Hiring in the steel sector remains stagnant, in part because new mills have become more reliant on automation. Even with the opening and restarting of several mills last year, direct steel industry employment was 146,300 as of November — 4 percent lower than it was four years ago, according to the American Iron and Steel Institute. Industry analysts estimate that steel companies made 50 announcements of plans for new mills and investments last year and that three dozen plants were built or restarted.
Investors are increasingly wary about the industry’s long-term strength. Stock prices for some of the nation’s biggest steel manufacturers dropped by as much as 47 percent in 2018 amid fears of slowing global economic growth and the potential for Mr. Trump to reach trade deals that remove the tariffs.
“We fully expect the players in the steel supply chain to have weaker years in 2019,” said Philip Gibbs, a metals analyst at KeyBanc in Ohio.
The Trump administration imposed sweeping steel and aluminum tariffs on trading partners like Europe, Canada, Japan and Mexico, saying it was trying to protect American security by preventing a flood of cheap metals into the United States. The tariffs, which went fully into effectin June, initially goosed steel prices in the United States, which jumped more than 50 percent after it became clear that the tariffs would really be put in place.
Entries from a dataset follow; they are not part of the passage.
use std::fmt;

use ln_crypto::{
    ecdh, generate_private_key, to_hex, validate_private_key, validate_public_key,
    PRIVATE_KEY_SIZE, SHARED_SECRET_SIZE,
};
use ln_vault::{FixedSecret, SecureAccess, SecureRef};

use crate::{NoiseError, DHLEN};

/// A secp256k1 key pair. The private scalar never leaves its `FixedSecret`.
#[derive(Debug)]
pub struct KeyPair {
    private: FixedSecret<PRIVATE_KEY_SIZE>,
    public: PublicKey,
}

impl KeyPair {
    /// Fresh key pair from the OS random number generator.
    pub fn generate() -> Result<Self, NoiseError> {
        let mut private = FixedSecret::zeroed("ephemeral key");
        private.with_mut(generate_private_key)?;
        Self::from_secret(private)
    }

    pub fn from_private(private: &[u8], tag: &'static str) -> Result<Self, NoiseError> {
        validate_private_key(private).map_err(|_| NoiseError::InvalidKeyMaterial)?;
        let mut bytes = [0u8; PRIVATE_KEY_SIZE];
        bytes.copy_from_slice(private);
        Self::from_secret(FixedSecret::take(&mut bytes, tag))
    }

    fn from_secret(private: FixedSecret<PRIVATE_KEY_SIZE>) -> Result<Self, NoiseError> {
        let public = private.with(ln_crypto::public_key)?;
        Ok(Self {
            private,
            public: PublicKey(public),
        })
    }

    pub fn public(&self) -> &PublicKey {
        &self.public
    }

    /// ECDH between this private key and `remote`, zeroed once the result is dropped.
    pub fn dh(
        &self,
        remote: &PublicKey,
    ) -> Result<SecureRef<[u8; SHARED_SECRET_SIZE]>, NoiseError> {
        Ok(SecureRef::new(
            self.private.with(|private| ecdh(private, remote.as_bytes()))?,
        ))
    }
}

/// A compressed secp256k1 public key, validated on construction.
#[derive(Clone, Copy, Eq, PartialEq, Hash)]
pub struct PublicKey([u8; DHLEN]);

impl PublicKey {
    pub fn from_bytes(bytes: &[u8]) -> Result<Self, NoiseError> {
        validate_public_key(bytes).map_err(|_| NoiseError::InvalidPublicKey)?;
        let mut key = [0u8; DHLEN];
        key.copy_from_slice(bytes);
        Ok(Self(key))
    }

    pub fn as_bytes(&self) -> &[u8; DHLEN] {
        &self.0
    }

    pub fn to_bytes(&self) -> [u8; DHLEN] {
        self.0
    }
}

impl fmt::Display for PublicKey {
    fn fmt(&self, f: &mut fmt::Formatter<'_>) -> fmt::Result {
        let mut hex = [0u8; 2 * DHLEN];
        to_hex(&self.0, &mut hex).map_err(|_| fmt::Error)?;
        f.write_str(std::str::from_utf8(&hex).map_err(|_| fmt::Error)?)
    }
}

impl fmt::Debug for PublicKey {
    fn fmt(&self, f: &mut fmt::Formatter<'_>) -> fmt::Result {
        write!(f, "PublicKey({self})")
    }
}
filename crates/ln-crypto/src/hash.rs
use sha2::{Digest, Sha256};

pub const HASH_SIZE: usize = 32;

pub fn sha256(data: &[u8]) -> [u8; HASH_SIZE] {
    Sha256::digest(data).into()
}

/// Hashes the concatenation of `parts` without allocating the joined buffer.
pub fn sha256_concat(parts: &[&[u8]]) -> [u8; HASH_SIZE] {
    let mut hasher = Sha256::new();
    for part in parts {
        hasher.update(part);
    }
    hasher.finalize().into()
}
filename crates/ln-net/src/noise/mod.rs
pub mod cipher_state;
pub mod handshake_pattern;
pub mod handshake_state;
pub mod key_pair;
pub mod noise_error;
pub mod symmetric_state;
pub mod transport;

#[cfg(test)]
mod tests;
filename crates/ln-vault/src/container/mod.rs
pub mod secure_container;
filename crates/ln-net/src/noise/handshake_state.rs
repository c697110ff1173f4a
use tracing::trace;

use crate::{
    message_overhead, HandshakePattern, HandshakeToken, KeyPair, KeyRef, NoiseError, PublicKey,
    Role, SymmetricState, Transport, DHLEN, HANDSHAKE_VERSION, HASHLEN, MAC_SIZE,
    MAX_MESSAGE_SIZE, PROLOGUE,
};

/// Where the three-act exchange stands. The writer of each act is fixed by the pattern.
#[derive(Clone, Copy, Debug, Eq, PartialEq)]
pub enum HandshakePhase {
    AwaitingAct1,
    AwaitingAct2,
    AwaitingAct3,
    Complete,
    Failed,
}

impl HandshakePhase {
    fn message_index(self) -> Option<usize> {
        match self {
            HandshakePhase::AwaitingAct1 => Some(0),
            HandshakePhase::AwaitingAct2 => Some(1),
            HandshakePhase::AwaitingAct3 => Some(2),
            HandshakePhase::Complete | HandshakePhase::Failed => None,
        }
    }

    fn next(self) -> Self {
        match self {
            HandshakePhase::AwaitingAct1 => HandshakePhase::AwaitingAct2,
            HandshakePhase::AwaitingAct2 => HandshakePhase::AwaitingAct3,
            HandshakePhase::AwaitingAct3 | HandshakePhase::Complete => HandshakePhase::Complete,
            HandshakePhase::Failed => HandshakePhase::Failed,
        }
    }
}

/// Outcome of one act. `transport` and `handshake_hash` are only set by the act that completes the handshake.
#[derive(Debug)]
pub struct HandshakeResult {
    pub size: usize,
    pub handshake_hash: Option<[u8; HASHLEN]>,
    pub transport: Option<Transport>,
}

#[derive(Debug)]
pub struct HandshakeState {
    symmetric_state: SymmetricState,
    pattern: HandshakePattern,
    role: Role,
    phase: HandshakePhase,
    s: Option<KeyPair>,
    e: Option<KeyPair>,
    rs: Option<PublicKey>,
    re: Option<PublicKey>,
    /// Static key a responder insists the initiator reveals in act three
    expected_rs: Option<PublicKey>,
}

impl HandshakeState {
    /// `remote_static_public` is required for the initiator. A responder may pass an
    /// empty slice to accept any initiator, or a key to pin the expected peer.
    pub fn new(
        role: Role,
        local_static_private: &[u8],
        remote_static_public: &[u8],
    ) -> Result<Self, NoiseError> {
        let s = KeyPair::from_private(local_static_private, "local static key")?;
        let remote = match (role, remote_static_public.is_empty()) {
            (Role::Initiator, true) => Err(NoiseError::InvalidKeyMaterial)?,
            (Role::Responder, true) => None,
            (_, false) => Some(
                PublicKey::from_bytes(remote_static_public)
                    .map_err(|_| NoiseError::InvalidKeyMaterial)?,
            ),
        };
        let (rs, expected_rs) = match role {
            Role::Initiator => (remote, None),
            Role::Responder => (None, remote),
        };

        let pattern = HandshakePattern::XK;
        let mut symmetric_state = SymmetricState::initialize_symmetric(pattern);
        symmetric_state.mix_hash(PROLOGUE);
        pattern.mix_premessages(&mut symmetric_state, role, Some(&s), rs.as_ref())?;
        Ok(Self {
            symmetric_state,
            pattern,
            role,
            phase: HandshakePhase::AwaitingAct1,
            s: Some(s),
            e: None,
            rs,
            re: None,
            expected_rs,
        })
    }

    pub fn initiator(
        local_static_private: &[u8],
        remote_static_public: &[u8],
    ) -> Result<Self, NoiseError> {
        Self::new(Role::Initiator, local_static_private, remote_static_public)
    }

    pub fn responder(local_static_private: &[u8]) -> Result<Self, NoiseError> {
        Self::new(Role::Responder, local_static_private, &[])
    }

    /// Uses `ephemeral_private` instead of a freshly generated ephemeral key. Only meant for
    /// reproducing known transcripts; a reused ephemeral key breaks forward secrecy.
    pub fn with_ephemeral(mut self, ephemeral_private: &[u8]) -> Result<Self, NoiseError> {
        if self.phase != HandshakePhase::AwaitingAct1 {
            Err(NoiseError::OutOfTurn)?
        }
        self.e = Some(KeyPair::from_private(ephemeral_private, "ephemeral key")?);
        Ok(self)
    }

    pub fn role(&self) -> Role {
        self.role
    }

    pub fn phase(&self) -> HandshakePhase {
        self.phase
    }

    pub fn is_complete(&self) -> bool {
        self.phase == HandshakePhase::Complete
    }

    /// True when the next act is ours to write.
    pub fn is_my_turn(&self) -> bool {
        self.phase
            .message_index()
            .is_some_and(|index| HandshakePattern::writer(index) == self.role)
    }

    /// Known from construction for the initiator, learned in act three by the responder.
    pub fn remote_static(&self) -> Option<&PublicKey> {
        self.rs.as_ref()
    }

    /// Running transcript hash, `None` once the handshake has finished or failed.
    pub fn handshake_hash(&self) -> Option<[u8; HASHLEN]> {
        self.phase
            .message_index()
            .map(|_| self.symmetric_state.get_handshake_hash())
    }

    /// Exact size of the next act when it carries `payload_len` bytes of payload.
    pub fn next_message_len(&self, payload_len: usize) -> Option<usize> {
        let tokens = self.pattern.to_tokens()[self.phase.message_index()?];
        Some(message_overhead(tokens, self.symmetric_state.has_key()) + payload_len)
    }

    fn check_usable(&self) -> Result<usize, NoiseError> {
        match self.phase {
            HandshakePhase::Complete => Err(NoiseError::HandshakeAlreadyComplete),
            HandshakePhase::Failed => Err(NoiseError::HandshakeFailed),
            phase => phase.message_index().ok_or(NoiseError::HandshakeFailed),
        }
    }

    /// Zeroes every secret and refuses further use.
    fn fail<T>(&mut self, error: NoiseError) -> Result<T, NoiseError> {
        self.phase = HandshakePhase::Failed;
        self.clear();
        Err(error)
    }

    fn clear(&mut self) {
        self.symmetric_state.clear();
        self.s = None;
        self.e = None;
        self.re = None;
    }

    /// Writes the next act into `message_buffer`, which must hold `next_message_len(payload.len())` bytes.
    /// Any error leaves the handshake unusable.
    pub fn write_message(
        &mut self,
        payload: &[u8],
        message_buffer: &mut [u8],
    ) -> Result<HandshakeResult, NoiseError> {
        let index = self.check_usable()?;
        let tokens = self.pattern.to_tokens()[index];
        let size = message_overhead(tokens, self.symmetric_state.has_key()) + payload.len();
        if size > MAX_MESSAGE_SIZE || size > message_buffer.len() {
            return self.fail(NoiseError::MessageTooLarge {
                size,
                max: MAX_MESSAGE_SIZE.min(message_buffer.len()),
            });
        }
        if HandshakePattern::writer(index) != self.role {
            return self.fail(NoiseError::OutOfTurn);
        }

        match self
            .write_act(tokens, payload, &mut message_buffer[..size])
            .and_then(|_| self.advance(index, size))
        {
            Ok(result) => Ok(result),
            Err(error) => self.fail(error),
        }
    }

    fn write_act(
        &mut self,
        tokens: &[HandshakeToken],
        payload: &[u8],
        message_buffer: &mut [u8],
    ) -> Result<(), NoiseError> {
        message_buffer[0] = HANDSHAKE_VERSION;
        let mut head = 1;
        for token in tokens {
            head += self.process_write(*token, message_buffer, head)?
        }

        let ciphertext = self.symmetric_state.encrypt_and_hash(payload)?;
        message_buffer[head..head + ciphertext.len()].copy_from_slice(&ciphertext);
        Ok(())
    }

    /// Performs actions and writes bytes according to the token, returns the number of bytes written
    fn process_write(
        &mut self,
        token: HandshakeToken,
        message_buffer: &mut [u8],
        head: usize,
    ) -> Result<usize, NoiseError> {
        match token {
            HandshakeToken::E => {
                // Sets e to GENERATE_KEYPAIR() unless one was supplied up front.
                let pair = match self.e.take() {
                    Some(pair) => pair,
                    None => KeyPair::generate()?,
                };

                // Appends e.public_key to the buffer and calls MixHash(e.public_key).
                let public = pair.public().to_bytes();
                message_buffer[head..head + DHLEN].copy_from_slice(&public);
                self.symmetric_state.mix_hash(&public);
                self.e = Some(pair);
                Ok(DHLEN)
            }
            HandshakeToken::S => {
                // Appends EncryptAndHash(s.public_key) to the buffer.
                let s_pub = self
                    .s
                    .as_ref()
                    .ok_or(NoiseError::KeysMissing)?
                    .public()
                    .to_bytes();
                let ciphertext = self.symmetric_state.encrypt_and_hash(&s_pub)?;
                message_buffer[head..head + ciphertext.len()].copy_from_slice(&ciphertext);
                Ok(ciphertext.len())
            }
            dh => {
                self.mix_dh(dh)?;
                Ok(0)
            }
        }
    }

    /// Checks the version and exact length of `message` before processing it.
    /// `payload_buffer` must be exactly as long as the payload the act carries.
    pub fn read_message(
        &mut self,
        message: &[u8],
        payload_buffer: &mut [u8],
    ) -> Result<HandshakeResult, NoiseError> {
        let index = self.check_usable()?;
        if HandshakePattern::writer(index) == self.role {
            return self.fail(NoiseError::OutOfTurn);
        }
        let tokens = self.pattern.to_tokens()[index];
        let expected =
            message_overhead(tokens, self.symmetric_state.has_key()) + payload_buffer.len();
        if message.len() != expected {
            return self.fail(NoiseError::InvalidMessageLength {
                expected,
                actual: message.len(),
            });
        }

        match self
            .read_act(tokens, message, payload_buffer)
            .and_then(|_| self.advance(index, message.len()))
        {
            Ok(result) => Ok(result),
            Err(error) => self.fail(error),
        }
    }

    fn read_act(
        &mut self,
        tokens: &[HandshakeToken],
        message: &[u8],
        payload_buffer: &mut [u8],
    ) -> Result<(), NoiseError> {
        if message[0] != HANDSHAKE_VERSION {
            Err(NoiseError::InvalidVersion(message[0]))?
        }
        let mut head = 1;
        for token in tokens {
            head += self.process_read(*token, message, head)?
        }

        // Call DecryptAndHash() on the remaining bytes of the message and store the output into payload_buffer.
        let plaintext = self.symmetric_state.decrypt_and_hash(&message[head..])?;
        payload_buffer.copy_from_slice(&plaintext);
        Ok(())
    }

    /// Reads bytes and performs actions according to the token, returns the number of bytes read
    fn process_read(
        &mut self,
        token: HandshakeToken,
        message: &[u8],
        head: usize,
    ) -> Result<usize, NoiseError> {
        match token {
            HandshakeToken::E => {
                // Sets re to the next DHLEN bytes from the message and calls MixHash(re.public_key).
                let public_bytes = &message[head..head + DHLEN];
                self.re = Some(PublicKey::from_bytes(public_bytes)?);
                self.symmetric_state.mix_hash(public_bytes);
                Ok(DHLEN)
            }
            HandshakeToken::S => {
                // Sets rs to DecryptAndHash() of the next DHLEN + 16 bytes if HasKey() == True, or the next DHLEN bytes otherwise.
                let len = DHLEN + if self.symmetric_state.has_key() { MAC_SIZE } else { 0 };
                let bytes = self
                    .symmetric_state
                    .decrypt_and_hash(&message[head..head + len])?;
                let rs = PublicKey::from_bytes(&bytes)?;
                if self.expected_rs.is_some_and(|expected| expected != rs) {
                    Err(NoiseError::RemoteStaticMismatch)?
                }
                self.rs = Some(rs);
                Ok(len)
            }
            dh => {
                self.mix_dh(dh)?;
                Ok(0)
            }
        }
    }

    /// Calls MixKey(DH(local, remote)) with the key slots the token selects for this role.
    fn mix_dh(&mut self, token: HandshakeToken) -> Result<(), NoiseError> {
        let Some((local, remote)) = token.dh_keys(self.role) else {
            return Ok(());
        };
        let local = match local {
            KeyRef::Ephemeral => self.e.as_ref(),
            KeyRef::Static => self.s.as_ref(),
        }
        .ok_or(NoiseError::KeysMissing)?;
        let remote = match remote {
            KeyRef::Ephemeral => self.re.as_ref(),
            KeyRef::Static => self.rs.as_ref(),
        }
        .ok_or(NoiseError::KeysMissing)?;

        let dh = local.dh(remote)?;
        self.symmetric_state.mix_key(dh.get())
    }

    fn advance(&mut self, index: usize, size: usize) -> Result<HandshakeResult, NoiseError> {
        trace!(role = ?self.role, act = index + 1, size, "handshake act processed");
        self.phase = self.phase.next();
        if self.phase != HandshakePhase::Complete {
            return Ok(HandshakeResult {
                size,
                handshake_hash: None,
                transport: None,
            });
        }

        let remote_static = self.rs.ok_or(NoiseError::KeysMissing)?;
        let (c1, c2, handshake_hash) = self.symmetric_state.split()?;
        let (sending, receiving) = match self.role {
            Role::Initiator => (c1, c2),
            Role::Responder => (c2, c1),
        };
        self.clear();
        Ok(HandshakeResult {
            size,
            handshake_hash: Some(handshake_hash),
            transport: Some(Transport::new(
                sending,
                receiving,
                handshake_hash,
                remote_static,
            )),
        })
    }
}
Mr. Trump has routinely pointed to the rising prices as a boon to American steel companies. But the price spike ultimately hurt demand as industries that rely on the metal, like automakers and homebuilders, struggled to absorb the rising costs or passed them on to customers.
Caterpillar, the farm equipment manufacturer, said last year that it would face $200 million in additional costs because of the steel tariffs. General Motors slashed its profits forecast for 2018 because of higher steel costs. Many businesses chose alternative materials or delayed investments, putting pressure on steel prices, which have since fallen.